Bu araçların yanı sıra kitlelerin harekete geçmesini sağlayacak, kendilerini ifade edebilecekleri esnek araçlar yaratılabilmelidir. Bu ihtiyacın güncel karşılığı, yeni YÖK tasarısına karşı yürütülen kampanyayı platformlara maledebilmektir. Ek olarak platform üzerinden çıkarılabilecek bir bülten, kulüpler vb. çalışmaya daha geniş imkanlar sunacaktır.

Kitlelere giderken kendimize ve politikalarımıza güvenmeli ve ısrarcı olmalıyız.

Samimi güçler yapılan çalışmaları ilgiyle izliyorlar. Çünkü kampüste çalışma yürüten tek devrimci yapı Ekim Gençliği’dir. Ancak bu bahsedilen güçlerin kazanılmasına yetmiyor.
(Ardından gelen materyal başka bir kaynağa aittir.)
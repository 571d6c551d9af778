//! Running installed builds

use std::io;
use std::path::Path;
use std::process::Stdio;
use std::sync::LazyLock;

#[cfg(test)]
use mockall::automock;
use regex::Regex;
use tokio::process::Command;
use tracing::debug;

use crate::version::error::ManagerError;
use crate::version::manager::VersionManager;

/// Matches the `vX.Y.Z` banner printed by `<exe> -v`
static VERSION_BANNER: LazyLock<Regex> =
    LazyLock::new(|| Regex::new(r"v?(\d+\.\d+\.\d+)").expect("valid version regex"));

/// How a child process ended
#[derive(Debug, Clone, Copy, PartialEq, Eq)]
pub struct ExitOutcome {
    /// Exit code, or None when the child was terminated by a signal
    pub code: Option<i32>,
}

impl ExitOutcome {
    pub fn success(&self) -> bool {
        self.code == Some(0)
    }
}

/// Trait for spawning processes
#[cfg_attr(test, automock)]
#[async_trait::async_trait]
pub trait ProcessRunner: Send + Sync {
    /// Runs `program` with inherited stdio and waits for it to exit
    async fn run(&self, program: &Path, args: &[String], cwd: &Path) -> io::Result<ExitOutcome>;

    /// Runs `program` and returns its standard output
    async fn capture_stdout(&self, program: &Path, args: &[String]) -> io::Result<String>;
}

/// ProcessRunner backed by tokio::process
pub struct SystemRunner;

#[async_trait::async_trait]
impl ProcessRunner for SystemRunner {
    async fn run(&self, program: &Path, args: &[String], cwd: &Path) -> io::Result<ExitOutcome> {
        let status = Command::new(program)
            .args(args)
            .current_dir(cwd)
            .stdin(Stdio::inherit())
            .stdout(Stdio::inherit())
            .stderr(Stdio::inherit())
            .status()
            .await?;

        Ok(ExitOutcome {
            code: status.code(),
        })
    }

    async fn capture_stdout(&self, program: &Path, args: &[String]) -> io::Result<String> {
        let output = Command::new(program)
            .args(args)
            .stdin(Stdio::null())
            .stderr(Stdio::null())
            .output()
            .await?;

        Ok(String::from_utf8_lossy(&output.stdout).into_owned())
    }
}

/// Extract `X.Y.Z` from a version banner such as `"v4.1.0\r\n"`
pub fn parse_version_banner(output: &str) -> Option<String> {
    VERSION_BANNER
        .captures(output)
        .and_then(|caps| caps.get(1))
        .map(|m| m.as_str().to_string())
}

/// Ask the executable at `exe` which version it is
pub async fn probe_version(runner: &dyn ProcessRunner, exe: &Path) -> Result<String, ManagerError> {
    let output = runner
        .capture_stdout(exe, &["-v".to_string()])
        .await
        .map_err(|source| ManagerError::Spawn {
            program: exe.to_path_buf(),
            source,
        })?;

    Ok(parse_version_banner(&output).unwrap_or_else(|| output.trim().to_string()))
}

impl VersionManager {
    /// Install `version` if needed, then run it with `args`
    ///
    /// A child exiting non-zero is a successful run: its code is in the
    /// returned [`ExitOutcome`]. Only failing to start it is an error.
    pub async fn emulate(
        &self,
        version: &str,
        args: &[String],
    ) -> Result<ExitOutcome, ManagerError> {
        self.install(version).await?;

        let program = self.store().exe_path(version);
        let cwd = Self::current_dir()?;
        debug!("Running {} {:?}", program.display(), args);

        self.runner()
            .run(&program, args, &cwd)
            .await
            .map_err(|source| ManagerError::Spawn { program, source })
    }

    /// Version reported by an installed build's own banner
    pub async fn probe_installed(&self, version: &str) -> Result<String, ManagerError> {
        probe_version(self.runner().as_ref(), &self.store().exe_path(version)).await
    }
}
Gelecek dönemde çalışmaların yoğunlaştırılması, ortaya konulan hedeflere yönelik ısrarcı olunması, bu güçleri Ekim Gençliği’ne daha çok yakınlaştıracaktır.

Taşıdığı zayıflıklara rağmen Avcılar’da gençlik çalışmasının mesafe katetmesinin imkanları fazlasıyla var. Genç komünistler yeni dönemde görevlerini omuzlayacak kapasite ve yeteneğin yanı sıra, ideolojik açıklık ve pratik araçlara sahipler. Geriye ortaya konulan hedeflere ulaşma kararlılık ve cüretini göstermek kalıyor.